Data items
################
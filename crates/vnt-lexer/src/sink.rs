//! Best-effort presentation of lexer errors.

use crate::LexError;

/// Error returned by a [`DiagnosticSink`] that could not present a report.
pub type SinkError = Box<dyn std::error::Error + Send + Sync>;

/// Receives every lexer error, with the full template, just before the
/// error is returned.
///
/// Reporting is best effort: a failing sink is logged and otherwise
/// ignored, and never changes which error the lexer returns.
pub trait DiagnosticSink {
    /// Present `error.span` within `source`.
    fn report_span(&mut self, source: &str, error: &LexError) -> Result<(), SinkError>;
}

impl<S: DiagnosticSink + ?Sized> DiagnosticSink for &mut S {
    fn report_span(&mut self, source: &str, error: &LexError) -> Result<(), SinkError> {
        (**self).report_span(source, error)
    }
}

/// Collects reported errors in memory.
#[derive(Debug, Default, Clone)]
pub struct CollectingSink {
    pub reports: Vec<LexError>,
}

impl DiagnosticSink for CollectingSink {
    fn report_span(&mut self, _source: &str, error: &LexError) -> Result<(), SinkError> {
        self.reports.push(error.clone());
        Ok(())
    }
}
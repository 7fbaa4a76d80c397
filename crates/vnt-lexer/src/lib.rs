//! Lexer for the vnt template notation.
//!
//! Turns a template such as `ul(class="menu")[li["one"], li["two"]]` into a
//! flat sequence of [`Token`]s. Each token remembers the tag it was nested
//! under; `vnt-tree` turns those references into a tree.

mod span;
pub use span::Span;

mod token;
pub use token::{
    Attributes, AttributesToken, ContextKind, TagToken, TextToken, Token, TokenId, TokenKind,
    TokenMeta,
};

mod error;
pub use error::{LexError, LexErrorKind};

mod options;
pub use options::{DEFAULT_MAX_DEPTH, DuplicateAttributes, LexerOptions};

mod sink;
pub use sink::{CollectingSink, DiagnosticSink, SinkError};

mod lexer;
pub use lexer::{Lexer, lex};
//! Mathematical utilities for palette and evidence analysis

/// Hex encoding, luminance and distance in RGB space
pub mod color;
/// First-seen frequency ranking and averages
pub mod frequency;
/// Adaptive palette quantization by median cut
pub mod quantize;
//! Cross-image compilation of vision-model design data
//!
//! String collections are trimmed, blanks dropped, and emitted deduplicated in
//! sorted order. Palette entries merge by uppercase hex; typefaces merge by
//! lowercased (family, style).

use crate::vision::design::{DesignData, ImageryStyle, LayoutComponents, VoiceAndCopy};
use serde::{Deserialize, Serialize};
use std::collections::{BTreeMap, BTreeSet, HashMap};

const UNSPECIFIED_STYLE: &str = "unspecified";

/// Vision result for one image, tagged with its source
#[derive(Debug, Clone, PartialEq, Eq, Serialize, Deserialize)]
pub struct ImageDesign {
    /// Source image path as displayed in notes
    pub image: String,
    /// Structured reading returned by the model
    pub guidelines: DesignData,
}

/// Compiled design data across every analyzed image
#[derive(Debug, Clone, Default, PartialEq, Eq, Serialize, Deserialize)]
pub struct DesignSpec {
    /// Number of images that produced a result
    pub images_analyzed: usize,
    /// Merged view across images
    pub compiled: CompiledDesign,
    /// Raw per-image results in input order
    pub per_image: Vec<ImageDesign>,
}

/// Merged design data
#[derive(Debug, Clone, Default, PartialEq, Eq, Serialize, Deserialize)]
#[serde(default)]
pub struct CompiledDesign {
    /// Brand naming and personality cues
    pub brand_identity: CompiledBrandIdentity,
    /// Palette, type, logo and imagery observations
    pub visual_identity: CompiledVisualIdentity,
    /// Grid, component and interaction observations
    pub layout_and_components: LayoutComponents,
    /// Tone and messaging observations
    pub voice_and_copy: VoiceAndCopy,
    /// Handoff caveats
    pub production_notes: Vec<String>,
    /// Per-image confidence statements in input order
    pub confidence_notes: Vec<ConfidenceNote>,
}

/// Merged brand naming and personality cues
#[derive(Debug, Clone, Default, PartialEq, Eq, Serialize, Deserialize)]
#[serde(default)]
pub struct CompiledBrandIdentity {
    /// Distinct brand names
    pub brand_names: Vec<String>,
    /// Distinct usage scenarios
    pub design_context: Vec<String>,
    /// Distinct personality keywords
    pub core_attributes: Vec<String>,
    /// Distinct taglines
    pub taglines: Vec<String>,
}

/// Merged palette entry for one hex value
#[derive(Debug, Clone, Default, PartialEq, Eq, Serialize, Deserialize)]
#[serde(default)]
pub struct CompiledColor {
    /// Uppercase hex
    pub hex: String,
    /// Every label the color was given
    pub names: Vec<String>,
    /// Every usage description
    pub usage_notes: Vec<String>,
    /// Every finish description
    pub finishes: Vec<String>,
    /// Every free-form note
    pub additional_notes: Vec<String>,
    /// Images the color was seen in
    pub source_images: Vec<String>,
}

/// Merged typeface entry for one family and style
#[derive(Debug, Clone, Default, PartialEq, Eq, Serialize, Deserialize)]
#[serde(default)]
pub struct CompiledTypeface {
    /// Family as first written
    pub family: String,
    /// Styles, excluding the unspecified placeholder unless it is the only one
    pub styles: Vec<String>,
    /// Typical uses
    pub usage: Vec<String>,
    /// Size observations
    pub size_ranges: Vec<String>,
    /// Letter-spacing observations
    pub tracking: Vec<String>,
    /// Free-form notes
    pub notes: Vec<String>,
    /// Images the typeface was seen in
    pub source_images: Vec<String>,
}

/// Merged palette, type, logo and imagery observations
#[derive(Debug, Clone, Default, PartialEq, Eq, Serialize, Deserialize)]
#[serde(default)]
pub struct CompiledVisualIdentity {
    /// Palette sorted by hex
    pub color_palette: Vec<CompiledColor>,
    /// Typefaces sorted by family, case-insensitively
    pub typography: Vec<CompiledTypeface>,
    /// Logo usage notes
    pub logo_usage: Vec<String>,
    /// Imagery cues
    pub imagery_style: ImageryStyle,
}

/// Confidence statement attached to one image
#[derive(Debug, Clone, Default, PartialEq, Eq, Serialize, Deserialize)]
#[serde(default)]
pub struct ConfidenceNote {
    /// Source image
    pub image: String,
    /// Statement reported by the model
    pub note: String,
}

type StringSet = BTreeSet<String>;

fn merge(source: &[String], target: &mut StringSet) {
    target.extend(
        source
            .iter()
            .map(|item| item.trim())
            .filter(|item| !item.is_empty())
            .map(str::to_string),
    );
}

fn merge_one(value: &str, target: &mut StringSet) {
    let cleaned = value.trim();
    if !cleaned.is_empty() {
        target.insert(cleaned.to_string());
    }
}

fn finish(set: StringSet) -> Vec<String> {
    set.into_iter().collect()
}

#[derive(Default)]
struct ColorEntry {
    names: StringSet,
    usages: StringSet,
    finishes: StringSet,
    notes: StringSet,
    source_images: StringSet,
}

struct TypefaceEntry {
    family: String,
    styles: StringSet,
    usages: StringSet,
    size_ranges: StringSet,
    tracking: StringSet,
    notes: StringSet,
    source_images: StringSet,
}

impl TypefaceEntry {
    fn new(family: &str) -> Self {
        Self {
            family: family.to_string(),
            styles: StringSet::new(),
            usages: StringSet::new(),
            size_ranges: StringSet::new(),
            tracking: StringSet::new(),
            notes: StringSet::new(),
            source_images: StringSet::new(),
        }
    }

    fn finish(self) -> CompiledTypeface {
        let mut styles: Vec<String> = self
            .styles
            .iter()
            .filter(|style| style.as_str() != UNSPECIFIED_STYLE)
            .cloned()
            .collect();
        if styles.is_empty() && self.styles.contains(UNSPECIFIED_STYLE) {
            styles.push(UNSPECIFIED_STYLE.to_string());
        }
        CompiledTypeface {
            family: self.family,
            styles,
            usage: finish(self.usages),
            size_ranges: finish(self.size_ranges),
            tracking: finish(self.tracking),
            notes: finish(self.notes),
            source_images: finish(self.source_images),
        }
    }
}

#[derive(Default)]
struct Accumulator {
    brand_names: StringSet,
    design_context: StringSet,
    core_attributes: StringSet,
    taglines: StringSet,
    palette: BTreeMap<String, ColorEntry>,
    typefaces: Vec<TypefaceEntry>,
    typeface_index: HashMap<(String, String), usize>,
    logo_usage: StringSet,
    imagery: [StringSet; 4],
    layout: [StringSet; 4],
    voice: [StringSet; 4],
    production_notes: StringSet,
    confidence_notes: Vec<ConfidenceNote>,
}

impl Accumulator {
    fn add(&mut self, record: &ImageDesign) {
        let data = &record.guidelines;
        let image = record.image.as_str();

        let identity = &data.brand_identity;
        merge_one(&identity.brand_name, &mut self.brand_names);
        merge(&identity.design_context, &mut self.design_context);
        merge(&identity.core_attributes, &mut self.core_attributes);
        merge_one(&identity.tagline, &mut self.taglines);

        let visual = &data.visual_identity;
        for color in &visual.color_palette {
            let hex = color.hex.trim().to_uppercase();
            if hex.is_empty() {
                continue;
            }
            let entry = self.palette.entry(hex).or_default();
            merge_one(image, &mut entry.source_images);
            merge_one(&color.name, &mut entry.names);
            merge_one(&color.usage, &mut entry.usages);
            merge_one(&color.finish, &mut entry.finishes);
            merge_one(&color.notes, &mut entry.notes);
        }

        for typeface in &visual.typography {
            let family = typeface.family.trim();
            if family.is_empty() {
                continue;
            }
            let style = match typeface.style.trim() {
                "" => UNSPECIFIED_STYLE,
                style => style,
            };
            let key = (family.to_lowercase(), style.to_lowercase());
            let index = *self.typeface_index.entry(key).or_insert_with(|| {
                self.typefaces.push(TypefaceEntry::new(family));
                self.typefaces.len() - 1
            });
            let Some(entry) = self.typefaces.get_mut(index) else {
                continue;
            };
            entry.styles.insert(style.to_string());
            merge_one(&typeface.usage, &mut entry.usages);
            merge_one(&typeface.size_range, &mut entry.size_ranges);
            merge_one(&typeface.tracking, &mut entry.tracking);
            merge_one(&typeface.notes, &mut entry.notes);
            merge_one(image, &mut entry.source_images);
        }

        merge(&visual.logo_usage, &mut self.logo_usage);
        for ((_, source), target) in visual.imagery_style.fields().iter().zip(&mut self.imagery) {
            merge(source, target);
        }
        for (source, target) in data.layout_and_components.fields().iter().zip(&mut self.layout) {
            merge(source, target);
        }
        for (source, target) in data.voice_and_copy.fields().iter().zip(&mut self.voice) {
            merge(source, target);
        }

        merge(&data.production_notes, &mut self.production_notes);

        let confidence = data.confidence.trim();
        if !confidence.is_empty() && !image.is_empty() {
            self.confidence_notes.push(ConfidenceNote {
                image: image.to_string(),
                note: confidence.to_string(),
            });
        }
    }

    fn finish(self) -> CompiledDesign {
        let color_palette = self
            .palette
            .into_iter()
            .map(|(hex, entry)| CompiledColor {
                hex,
                names: finish(entry.names),
                usage_notes: finish(entry.usages),
                finishes: finish(entry.finishes),
                additional_notes: finish(entry.notes),
                source_images: finish(entry.source_images),
            })
            .collect();

        let mut typography: Vec<CompiledTypeface> =
            self.typefaces.into_iter().map(TypefaceEntry::finish).collect();
        typography.sort_by_cached_key(|typeface| typeface.family.to_lowercase());

        let [photography, illustration, iconography, textures_and_patterns] =
            self.imagery.map(finish);
        let [grid_and_spacing, key_components, call_to_action_treatment, interaction_notes] =
            self.layout.map(finish);
        let [tone_descriptors, messaging_pillars, dos, donts] = self.voice.map(finish);

        CompiledDesign {
            brand_identity: CompiledBrandIdentity {
                brand_names: finish(self.brand_names),
                design_context: finish(self.design_context),
                core_attributes: finish(self.core_attributes),
                taglines: finish(self.taglines),
            },
            visual_identity: CompiledVisualIdentity {
                color_palette,
                typography,
                logo_usage: finish(self.logo_usage),
                imagery_style: ImageryStyle {
                    photography,
                    illustration,
                    iconography,
                    textures_and_patterns,
                },
            },
            layout_and_components: LayoutComponents {
                grid_and_spacing,
                key_components,
                call_to_action_treatment,
                interaction_notes,
            },
            voice_and_copy: VoiceAndCopy {
                tone_descriptors,
                messaging_pillars,
                dos,
                donts,
            },
            production_notes: finish(self.production_notes),
            confidence_notes: self.confidence_notes,
        }
    }
}

/// Merge per-image vision results into a single design spec
pub fn compile_design_data(per_image: Vec<ImageDesign>) -> DesignSpec {
    let mut accumulator = Accumulator::default();
    for record in &per_image {
        accumulator.add(record);
    }
    DesignSpec {
        images_analyzed: per_image.len(),
        compiled: accumulator.finish(),
        per_image,
    }
}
################
What needs to be done:
Whenever the string "form" shows up in a line of the records, copy that line.

Task result:
    /// Every free-form note
    /// Free-form notes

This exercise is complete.